Aimed at unifying the .NET platform, .NET 5 brings improvements to RyuJIT code quality, garbage collection, and JSON serialization, for starters.
Microsoft’s seventh preview of .NET 5 has arrived, with improvements in areas such as JSON and the Ryujit compiler. .NET 5 is a merger of .NET Framework and .NET Core that is intended to unify the .NET platform. The new platform is due for general availability November 10, 2020.
Microsoft had said that .NET 5 would be feature-complete by Preview 7. But two feature areas, single file and ARM intrinsics, are taking more time. Completion of these will wait until the planned eighth and final preview. Two release candidates will follow Preview 8.
High-level goals for .NET 5 include providing a unified .NET SDK experience, with a single BCL (base class library) across all .NET 5 applications, and with support for both native and web applications across multiple operating systems. A single .NET 5 native application project would support targets such as Windows, Microsoft Duo (Android), and Apple iOS using native controls on those platforms.
Additional goals of .NET 5 include support for building high-performance cloud applications, faster algorithms in the BCL, better support for containers in the runtime, and support for HTTP3.
.NET 5 Preview 7 arrived on July 21. A bulletin pertaining to Preview 7 acknowledges about 250 performance-oriented pull requests in .NET 5 and notes that a pleasant surprise is in store for those who have followed .NET Core performance. Other additions and improvements noted in the .NET 5 Preview 7 bulletin:
- The new System.text.json JSON API provides the ability to ignore default values for value-type properties when serializing, useful for reducing serialization and wire costs. This is a breaking change. Also added for System.text.json is the ability to deal with circular references when serializing, with API shape now expected to be final.
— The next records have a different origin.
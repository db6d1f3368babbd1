use anyhow::{Context, bail};
use log::{debug, error, info};
use motion_catch::config::{AppConfig, SpriteConfig};
use motion_catch::core_modules::ball::ball::BallColor;
use motion_catch::core_modules::score_engine::AudioAlert;
use motion_catch::core_modules::utils::image_helper::image_helper;
use motion_catch::game::{BallOverlay, HitMarker, PlayingView, RenderIntent, SummaryView};
use motion_catch::session::{AudioSink, ExitSignal, FrameSource, Renderer, Session};
use opencv::{
    core::{self, Mat, Point, Rect, Scalar, Size, Vector},
    highgui, imgcodecs, imgproc,
    prelude::*,
    videoio::{self, VideoCapture},
};
use std::env;
use std::io::Write;
use std::path::Path;

fn main() -> anyhow::Result<()> {
    env_logger::builder().filter_level(log::LevelFilter::Info).parse_default_env().init();

    // --- 1. Configuration ---
    let args: Vec<String> = env::args().collect();
    let config = AppConfig::load_or_default(args.get(1).map(Path::new))
        .context("Error reading configuration")?;

    // --- 2. Camera & Sprites ---
    let mut capture = VideoCapture::new(config.camera.device_index, videoio::CAP_ANY)?;
    if !capture.is_opened()? {
        bail!("No camera available at index {}", config.camera.device_index);
    }
    let sprites = SpriteSheet::load(&config.sprites)?;

    // --- 3. Game Loop ---
    let mut session = Session::new(
        Webcam {
            capture,
            mirror: config.camera.mirror,
        },
        WindowRenderer {
            title: config.camera.window_title.clone(),
            sprites,
        },
        TerminalBell,
        KeyPress {
            exit_key: config.camera.exit_key,
            poll_millis: config.camera.poll_millis,
        },
    );
    let report = session.run(&config.session)?;

    highgui::destroy_all_windows()?;
    println!("Final total: {} ({:?})", report.total, report.end);
    Ok(())
}

struct Webcam {
    capture: VideoCapture,
    mirror: bool,
}

impl Webcam {
    fn read_rgba(&mut self) -> opencv::Result<Option<image::RgbaImage>> {
        let mut frame = Mat::default();
        if !self.capture.read(&mut frame)? || frame.empty() {
            return Ok(None);
        }
        let mut rgba = Mat::default();
        imgproc::cvt_color(&frame, &mut rgba, imgproc::COLOR_BGR2RGBA, 0)?;
        let buffer = rgba.data_bytes()?.to_vec();
        match image_helper::rgba_frame(rgba.cols() as u32, rgba.rows() as u32, buffer) {
            Ok(image) if self.mirror => Ok(Some(image_helper::mirror(&image))),
            Ok(image) => Ok(Some(image)),
            Err(e) => {
                error!("Undecodable frame: {e}");
                Ok(None)
            }
        }
    }
}

impl FrameSource for Webcam {
    fn next_frame(&mut self) -> Option<image::RgbaImage> {
        match self.read_rgba() {
            Ok(frame) => frame,
            Err(e) => {
                error!("Error reading frame: {:?}", e);
                None
            }
        }
    }
}

/// One BGRA sprite per ball color.
struct SpriteSheet {
    sprites: Vec<Mat>,
}

impl SpriteSheet {
    fn load(config: &SpriteConfig) -> anyhow::Result<Self> {
        let mut sprites = Vec::with_capacity(BallColor::ALL.len());
        for color in BallColor::ALL {
            let path = config.path_for(color);
            let sprite = imgcodecs::imread(&path.to_string_lossy(), imgcodecs::IMREAD_UNCHANGED)?;
            if sprite.empty() {
                bail!("Could not load the {} sprite from {}", color.name(), path.display());
            }
            if sprite.channels() != 4 {
                bail!("The {} sprite at {} has no alpha channel", color.name(), path.display());
            }
            sprites.push(sprite);
        }
        Ok(Self { sprites })
    }

    fn get(&self, color: BallColor) -> &Mat {
        &self.sprites[color.index()]
    }
}

struct WindowRenderer {
    title: String,
    sprites: SpriteSheet,
}

const YELLOW: (f64, f64, f64) = (0.0, 255.0, 255.0);

fn bgr((b, g, r): (f64, f64, f64)) -> Scalar {
    Scalar::new(b, g, r, 0.0)
}

fn color_of(color: BallColor) -> Scalar {
    match color {
        BallColor::Red => bgr((0.0, 0.0, 255.0)),
        BallColor::Green => bgr((0.0, 255.0, 0.0)),
        BallColor::Blue => bgr((255.0, 0.0, 0.0)),
    }
}

fn text(frame: &mut Mat, label: &str, at: Point, scale: f64, color: Scalar, thickness: i32) -> opencv::Result<()> {
    imgproc::put_text(
        frame,
        label,
        at,
        imgproc::FONT_HERSHEY_PLAIN,
        scale,
        color,
        thickness,
        imgproc::LINE_8,
        false,
    )
}

impl WindowRenderer {
    fn draw(&self, frame: &image::RgbaImage, intent: &RenderIntent) -> opencv::Result<()> {
        let output = match intent {
            RenderIntent::Playing(view) => {
                let mut output = to_bgr(frame)?;
                self.draw_playing(&mut output, view)?;
                output
            }
            RenderIntent::Summary(summary) if summary.dimmed => {
                self.draw_summary(to_bgr(&image_helper::dim(frame))?, summary)?
            }
            RenderIntent::Summary(summary) => self.draw_summary(to_bgr(frame)?, summary)?,
        };
        highgui::imshow(&self.title, &output)
    }

    fn draw_playing(&self, frame: &mut Mat, view: &PlayingView) -> opencv::Result<()> {
        let (width, height) = (frame.cols(), frame.rows());

        for hit in &view.hits {
            self.draw_hit(frame, hit)?;
        }

        text(frame, &format!("TIME: {}", view.hud.remaining_secs), Point::new(20, 30), 2.0, bgr(YELLOW), 2)?;
        text(
            frame,
            &format!("TARGET: {}", view.hud.target.name()),
            Point::new(width - 260, 40),
            2.5,
            color_of(view.hud.target),
            3,
        )?;
        for (row, (color, score)) in view.hud.scores.iter().enumerate() {
            text(
                frame,
                &format!("{}: {}", color.name(), score),
                Point::new(20, 70 + row as i32 * 30),
                1.5,
                color_of(color),
                2,
            )?;
        }

        if view.wrong_flash {
            let red = Mat::new_size_with_default(frame.size()?, frame.typ(), bgr((0.0, 0.0, 255.0)))?;
            let mut tinted = Mat::default();
            core::add_weighted(&red, 0.3, &*frame, 0.7, 0.0, &mut tinted, -1)?;
            *frame = tinted;
        }

        if let Some(combo) = view.combo_banner {
            text(
                frame,
                &format!("{combo} COMBO!"),
                Point::new(width / 2 - 100, height / 2),
                3.0,
                bgr(YELLOW),
                3,
            )?;
        }

        for ball in &view.balls {
            self.draw_ball(frame, ball)?;
        }
        Ok(())
    }

    fn draw_summary(&self, mut output: Mat, summary: &SummaryView) -> opencv::Result<Mat> {
        let (width, height) = (output.cols(), output.rows());

        text(
            &mut output,
            "GAME OVER",
            Point::new(width / 2 - 200, height / 2 - 40),
            3.0,
            bgr((0.0, 0.0, 255.0)),
            3,
        )?;
        text(
            &mut output,
            &format!("TOTAL: {}", summary.total),
            Point::new(width / 2 - 120, height / 2 + 40),
            2.0,
            bgr((255.0, 255.0, 255.0)),
            2,
        )?;

        for ball in &summary.balls {
            self.draw_ball(&mut output, ball)?;
        }
        Ok(output)
    }

    fn draw_hit(&self, frame: &mut Mat, hit: &HitMarker) -> opencv::Result<()> {
        let center = Point::new(hit.center.x as i32, hit.center.y as i32);
        imgproc::circle(frame, center, hit.radius as i32 + 5, bgr(YELLOW), 3, imgproc::LINE_8, 0)?;
        text(frame, "HIT", center, 2.0, bgr(YELLOW), 2)
    }

    /// Resizes the ball's sprite to its diameter and copies it through its alpha.
    fn draw_ball(&self, frame: &mut Mat, ball: &BallOverlay) -> opencv::Result<()> {
        let side = ball.radius as i32 * 2;
        if side == 0 {
            return Ok(());
        }
        let mut resized = Mat::default();
        imgproc::resize(
            self.sprites.get(ball.color),
            &mut resized,
            Size::new(side, side),
            0.0,
            0.0,
            imgproc::INTER_LINEAR,
        )?;

        let placed = Rect::new(
            ball.center.x as i32 - ball.radius as i32,
            ball.center.y as i32 - ball.radius as i32,
            side,
            side,
        );
        let x0 = placed.x.max(0);
        let y0 = placed.y.max(0);
        let x1 = (placed.x + placed.width).min(frame.cols());
        let y1 = (placed.y + placed.height).min(frame.rows());
        if x1 <= x0 || y1 <= y0 {
            return Ok(());
        }
        let visible = Rect::new(x0, y0, x1 - x0, y1 - y0);
        let sprite_part = Mat::roi(
            &resized,
            Rect::new(x0 - placed.x, y0 - placed.y, visible.width, visible.height),
        )?;

        let mut channels = Vector::<Mat>::new();
        core::split(&sprite_part, &mut channels)?;
        let alpha = channels.get(3)?;
        let mut color_channels = Vector::<Mat>::new();
        for index in 0..3 {
            color_channels.push(channels.get(index)?);
        }
        let mut sprite_bgr = Mat::default();
        core::merge(&color_channels, &mut sprite_bgr)?;

        let mut target = Mat::roi_mut(frame, visible)?;
        sprite_bgr.copy_to_masked(&mut target, &alpha)
    }
}

fn to_bgr(frame: &image::RgbaImage) -> opencv::Result<Mat> {
    let mut rgba = Mat::new_rows_cols_with_default(
        frame.height() as i32,
        frame.width() as i32,
        core::CV_8UC4,
        Scalar::all(0.0),
    )?;
    rgba.data_bytes_mut()?.copy_from_slice(frame.as_raw());
    let mut bgr = Mat::default();
    imgproc::cvt_color(&rgba, &mut bgr, imgproc::COLOR_RGBA2BGR, 0)?;
    Ok(bgr)
}

impl Renderer for WindowRenderer {
    fn render(&mut self, frame: &image::RgbaImage, intent: &RenderIntent) {
        if let Err(e) = self.draw(frame, intent) {
            error!("Error drawing frame: {:?}", e);
        }
    }
}

struct TerminalBell;

impl AudioSink for TerminalBell {
    fn play(&mut self, alert: AudioAlert) {
        debug!("Alert {} Hz for {} ms", alert.frequency_hz, alert.duration_ms);
        let mut stdout = std::io::stdout();
        if let Err(e) = stdout.write_all(b"\x07").and_then(|_| stdout.flush()) {
            debug!("Error ringing the bell: {:?}", e);
        }
    }
}

struct KeyPress {
    exit_key: i32,
    poll_millis: i32,
}

impl ExitSignal for KeyPress {
    fn exit_requested(&mut self) -> bool {
        match highgui::wait_key(self.poll_millis) {
            Ok(key) if key == self.exit_key => {
                info!("Exit key pressed");
                true
            }
            Ok(_) => false,
            Err(e) => {
                error!("Error polling keys: {:?}", e);
                true
            }
        }
    }
}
- Garbage collection now exposes detailed data on the most recent collection, using the
GetGCMemoryInfomethod, which returns a
GCMemoryInfoserves information about machine and heap memory and the most recent collection, or the most recent collection of the kind of GC specified — ephemeral, full blocking, or background. The most likely use cases for this API are logging/monitoring or to indicate to a load balancer that a machine should be taken out of rotation to request a full GC. Another GC change, meanwhile, was made to defer the expensive reset memory operation to low-memory situations.
- Ryujit, the assembly code generator for .NET, gains enhancements ranging from enabling the eliding of some bounds checks to tail duplication improvement and improvements for removal of redundant zero inits. Also featured in Ryujit are ARM64 hardware intrinsics and API optimization.
.NET 5 Preview 6, released June 25, removed built-in support for WinRT (Windows Runtime), a collection of APIs for building Universal Windows Platform applications. This is a breaking change; .NET Core 3.x apps using WinRT must be recompiled. The .NET and Windows teams have been working to change the way WinRT works with Windows, replacing WinRT support with the C#/WinRT toolchain in .NET 5. C#/WinRT is a NuGet-packaged toolkit offering WinRT projection support for C#.